[[ MATERIAL SHOWN, beginning ]]

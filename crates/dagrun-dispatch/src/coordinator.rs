//! Coordinator: matchmaker between dispatched tasks and polling workers
//!
//! State is two collections under one lock: `pending` (FIFO of tasks whose
//! labels matched no live waiter at dispatch time) and `waiters`
//! (registration-ordered pollers, each with a one-shot delivery channel).
//! The wait itself happens outside the lock. Removal from either
//! collection is atomic per delivery, which gives the at-most-once
//! guarantee.

use std::collections::{BTreeMap, VecDeque};
use std::sync::Arc;
use std::time::Duration;

use axum::extract::State;
use axum::http::StatusCode;
use axum::routing::post;
use axum::{Json, Router};
use parking_lot::Mutex;
use tokio::sync::oneshot;
use tracing::{debug, info, warn};

use crate::task::{labels_match, PollRequest, PollResponse, Task, TASK_VERSION};

/// Coordinator configuration
#[derive(Debug, Clone)]
pub struct CoordinatorConfig {
    /// Server-side idle timeout for a `Poll`; the poller gets an empty
    /// response and polls again
    pub poll_timeout: Duration,
}

impl Default for CoordinatorConfig {
    fn default() -> Self {
        Self {
            poll_timeout: Duration::from_secs(30),
        }
    }
}

struct Waiter {
    id: u64,
    worker_id: String,
    labels: BTreeMap<String, String>,
    tx: oneshot::Sender<Task>,
}

#[derive(Default)]
struct CoordinatorState {
    pending: VecDeque<Task>,
    waiters: Vec<Waiter>,
    next_waiter_id: u64,
}

/// In-memory matchmaker between tasks and pollers
pub struct Coordinator {
    state: Mutex<CoordinatorState>,
    config: CoordinatorConfig,
}

impl Coordinator {
    /// Create a coordinator.
    pub fn new(config: CoordinatorConfig) -> Self {
        Self {
            state: Mutex::new(CoordinatorState::default()),
            config,
        }
    }

    /// Dispatch a task.
    ///
    /// Scans waiters in registration order for the first whose labels are a
    /// superset of the task's requirements and delivers through its
    /// channel. A delivery that fails because the poller just cancelled
    /// hands the task to the next eligible waiter, or parks it in
    /// `pending`. Never blocks beyond matching.
    pub fn dispatch(&self, task: Task) {
        let mut task = task;
        let mut state = self.state.lock();

        let mut i = 0;
        while i < state.waiters.len() {
            if labels_match(&task.labels, &state.waiters[i].labels) {
                let waiter = state.waiters.remove(i);
                match waiter.tx.send(task) {
                    Ok(()) => {
                        debug!(
                            worker_id = %waiter.worker_id,
                            waiter = waiter.id,
                            "delivered task to waiting poller"
                        );
                        return;
                    }
                    // Receiver dropped between registration and delivery;
                    // the task is unaffected, keep scanning.
                    Err(returned) => task = returned,
                }
            } else {
                i += 1;
            }
        }

        debug!(workflow_id = %task.workflow_id, "no eligible poller, task parked");
        state.pending.push_back(task);
    }

    /// Long-poll for a task matching the poller's labels.
    ///
    /// Returns `None` on idle timeout. Dropping the returned future (the
    /// transport's cancellation signal) deregisters the waiter; a dispatch
    /// that already removed the waiter and sent counts as delivered.
    pub async fn poll(
        &self,
        worker_id: &str,
        poller_id: &str,
        labels: &BTreeMap<String, String>,
    ) -> Option<Task> {
        let (id, mut rx) = {
            let mut state = self.state.lock();

            // First eligible pending task wins, FIFO
            if let Some(pos) = state
                .pending
                .iter()
                .position(|t| labels_match(&t.labels, labels))
            {
                let task = state.pending.remove(pos);
                debug!(worker_id, poller_id, "delivered pending task");
                return task;
            }

            let id = state.next_waiter_id;
            state.next_waiter_id += 1;
            let (tx, rx) = oneshot::channel();
            state.waiters.push(Waiter {
                id,
                worker_id: worker_id.to_string(),
                labels: labels.clone(),
                tx,
            });
            (id, rx)
        };

        let guard = WaiterGuard {
            coordinator: self,
            id,
            armed: true,
        };

        let task = tokio::select! {
            res = &mut rx => res.ok(),
            _ = tokio::time::sleep(self.config.poll_timeout) => {
                if self.deregister(id) {
                    None
                } else {
                    // A dispatcher removed this waiter concurrently; the
                    // delivery is already in the channel (or imminent).
                    rx.await.ok()
                }
            }
        };

        guard.disarm();
        task
    }

    /// Number of parked tasks.
    pub fn pending_count(&self) -> usize {
        self.state.lock().pending.len()
    }

    /// Number of currently blocked pollers.
    pub fn waiter_count(&self) -> usize {
        self.state.lock().waiters.len()
    }

    fn deregister(&self, id: u64) -> bool {
        let mut state = self.state.lock();
        let before = state.waiters.len();
        state.waiters.retain(|w| w.id != id);
        state.waiters.len() < before
    }

    /// Routes served on the internal listener.
    pub fn router(self: Arc<Self>) -> Router {
        Router::new()
            .route("/api/v1/coordinator/poll", post(handle_poll))
            .route("/api/v1/coordinator/dispatch", post(handle_dispatch))
            .with_state(self)
    }
}

/// Deregisters the waiter when a poll future is dropped mid-wait.
struct WaiterGuard<'a> {
    coordinator: &'a Coordinator,
    id: u64,
    armed: bool,
}

impl WaiterGuard<'_> {
    fn disarm(mut self) {
        self.armed = false;
    }
}

impl Drop for WaiterGuard<'_> {
    fn drop(&mut self) {
        if self.armed {
            self.coordinator.deregister(self.id);
        }
    }
}

async fn handle_poll(
    State(coordinator): State<Arc<Coordinator>>,
    Json(req): Json<PollRequest>,
) -> Result<Json<PollResponse>, (StatusCode, String)> {
    if req.version != TASK_VERSION {
        warn!(version = req.version, "rejecting poll with unknown version");
        return Err((
            StatusCode::BAD_REQUEST,
            format!("unsupported payload version: {}", req.version),
        ));
    }

    let task = coordinator
        .poll(&req.worker_id, &req.poller_id, &req.labels)
        .await;
    Ok(Json(PollResponse { task }))
}

async fn handle_dispatch(
    State(coordinator): State<Arc<Coordinator>>,
    Json(task): Json<Task>,
) -> Result<StatusCode, (StatusCode, String)> {
    if task.version != TASK_VERSION {
        warn!(version = task.version, "rejecting dispatch with unknown version");
        return Err((
            StatusCode::BAD_REQUEST,
            format!("unsupported payload version: {}", task.version),
        ));
    }

    info!(
        workflow = %task.root_workflow_name,
        workflow_id = %task.workflow_id,
        "task dispatched"
    );
    coordinator.dispatch(task);
    Ok(StatusCode::ACCEPTED)
}

#[cfg(test)]
mod tests {
    use super::*;
    use dagrun_core::{Dag, Step};
    use uuid::Uuid;

    fn task_with_labels(pairs: &[(&str, &str)]) -> Task {
        let mut dag = Dag::new("demo", vec![Step::command("a", "true")]);
        dag.worker_selector = pairs
            .iter()
            .map(|(k, v)| (k.to_string(), v.to_string()))
            .collect();
        Task::from_run(dag, Uuid::now_v7(), "")
    }

    fn labels(pairs: &[(&str, &str)]) -> BTreeMap<String, String> {
        pairs
            .iter()
            .map(|(k, v)| (k.to_string(), v.to_string()))
            .collect()
    }

    fn coordinator() -> Arc<Coordinator> {
        Arc::new(Coordinator::new(CoordinatorConfig {
            poll_timeout: Duration::from_millis(200),
        }))
    }

    #[tokio::test]
    async fn test_dispatch_then_poll() {
        let c = coordinator();
        let task = task_with_labels(&[]);
        let id = task.workflow_id;
        c.dispatch(task);
        assert_eq!(c.pending_count(), 1);

        let got = c.poll("w1", "p1", &labels(&[])).await.unwrap();
        assert_eq!(got.workflow_id, id);
        assert_eq!(c.pending_count(), 0);
    }

    #[tokio::test]
    async fn test_poll_then_dispatch() {
        let c = coordinator();
        let poll = {
            let c = Arc::clone(&c);
            tokio::spawn(async move { c.poll("w1", "p1", &labels(&[])).await })
        };
        // Let the poller register
        tokio::time::sleep(Duration::from_millis(20)).await;
        assert_eq!(c.waiter_count(), 1);

        let task = task_with_labels(&[]);
        let id = task.workflow_id;
        c.dispatch(task);

        let got = poll.await.unwrap().unwrap();
        assert_eq!(got.workflow_id, id);
        assert_eq!(c.pending_count(), 0);
        assert_eq!(c.waiter_count(), 0);
    }

    #[tokio::test]
    async fn test_at_most_once_first_poller_wins() {
        let c = coordinator();
        let p1 = {
            let c = Arc::clone(&c);
            tokio::spawn(async move { c.poll("w1", "p1", &labels(&[])).await })
        };
        tokio::time::sleep(Duration::from_millis(20)).await;
        let p2 = {
            let c = Arc::clone(&c);
            tokio::spawn(async move { c.poll("w2", "p2", &labels(&[])).await })
        };
        tokio::time::sleep(Duration::from_millis(20)).await;
        assert_eq!(c.waiter_count(), 2);

        c.dispatch(task_with_labels(&[]));

        // P1 registered first and gets the task; P2 times out empty
        assert!(p1.await.unwrap().is_some());
        assert!(p2.await.unwrap().is_none());
        assert_eq!(c.pending_count(), 0);
    }

    #[tokio::test]
    async fn test_label_mismatch_parks_then_match_delivers() {
        let c = coordinator();
        let wrong = {
            let c = Arc::clone(&c);
            tokio::spawn(async move { c.poll("w1", "p1", &labels(&[("gpu", "no")])).await })
        };
        tokio::time::sleep(Duration::from_millis(20)).await;

        c.dispatch(task_with_labels(&[("gpu", "yes")]));
        assert_eq!(c.pending_count(), 1);

        let got = c.poll("w2", "p2", &labels(&[("gpu", "yes")])).await;
        assert!(got.is_some());
        assert_eq!(c.pending_count(), 0);

        assert!(wrong.await.unwrap().is_none());
    }

    #[tokio::test]
    async fn test_cancelled_poller_leaves_task_available() {
        let c = coordinator();
        let poll = {
            let c = Arc::clone(&c);
            tokio::spawn(async move { c.poll("w1", "p1", &labels(&[])).await })
        };
        tokio::time::sleep(Duration::from_millis(20)).await;
        assert_eq!(c.waiter_count(), 1);

        // Client cancels before any dispatch
        poll.abort();
        let _ = poll.await;
        assert_eq!(c.waiter_count(), 0);

        c.dispatch(task_with_labels(&[]));
        assert_eq!(c.pending_count(), 1);

        // The next matching poller receives it
        let got = c.poll("w2", "p2", &labels(&[])).await;
        assert!(got.is_some());
    }

    #[tokio::test]
    async fn test_dispatch_races_cancelling_poller() {
        // A waiter whose receiver is already gone must not swallow the task.
        let c = coordinator();
        let poll = {
            let c = Arc::clone(&c);
            tokio::spawn(async move { c.poll("w1", "p1", &labels(&[])).await })
        };
        tokio::time::sleep(Duration::from_millis(20)).await;
        poll.abort();
        let _ = poll.await;

        c.dispatch(task_with_labels(&[]));
        let got = c.poll("w2", "p2", &labels(&[])).await;
        assert!(got.is_some(), "task must survive the cancelled poller");
    }

    #[tokio::test]
    async fn test_pending_fifo_order() {
        let c = coordinator();
        let first = task_with_labels(&[]);
        let first_id = first.workflow_id;
        c.dispatch(first);
        c.dispatch(task_with_labels(&[]));

        let got = c.poll("w1", "p1", &labels(&[])).await.unwrap();
        assert_eq!(got.workflow_id, first_id);
        assert_eq!(c.pending_count(), 1);
    }

    #[tokio::test]
    async fn test_idle_poll_times_out_empty() {
        let c = coordinator();
        let got = c.poll("w1", "p1", &labels(&[])).await;
        assert!(got.is_none());
        assert_eq!(c.waiter_count(), 0);
    }
}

[[ MATERIAL SHOWN, end ]]

For the word "StatusCode", find every line in the data that holds it and copy that line.

use axum::http::StatusCode;
) -> Result<Json<PollResponse>, (StatusCode, String)> {
            StatusCode::BAD_REQUEST,
) -> Result<StatusCode, (StatusCode, String)> {
            StatusCode::BAD_REQUEST,
    Ok(StatusCode::ACCEPTED)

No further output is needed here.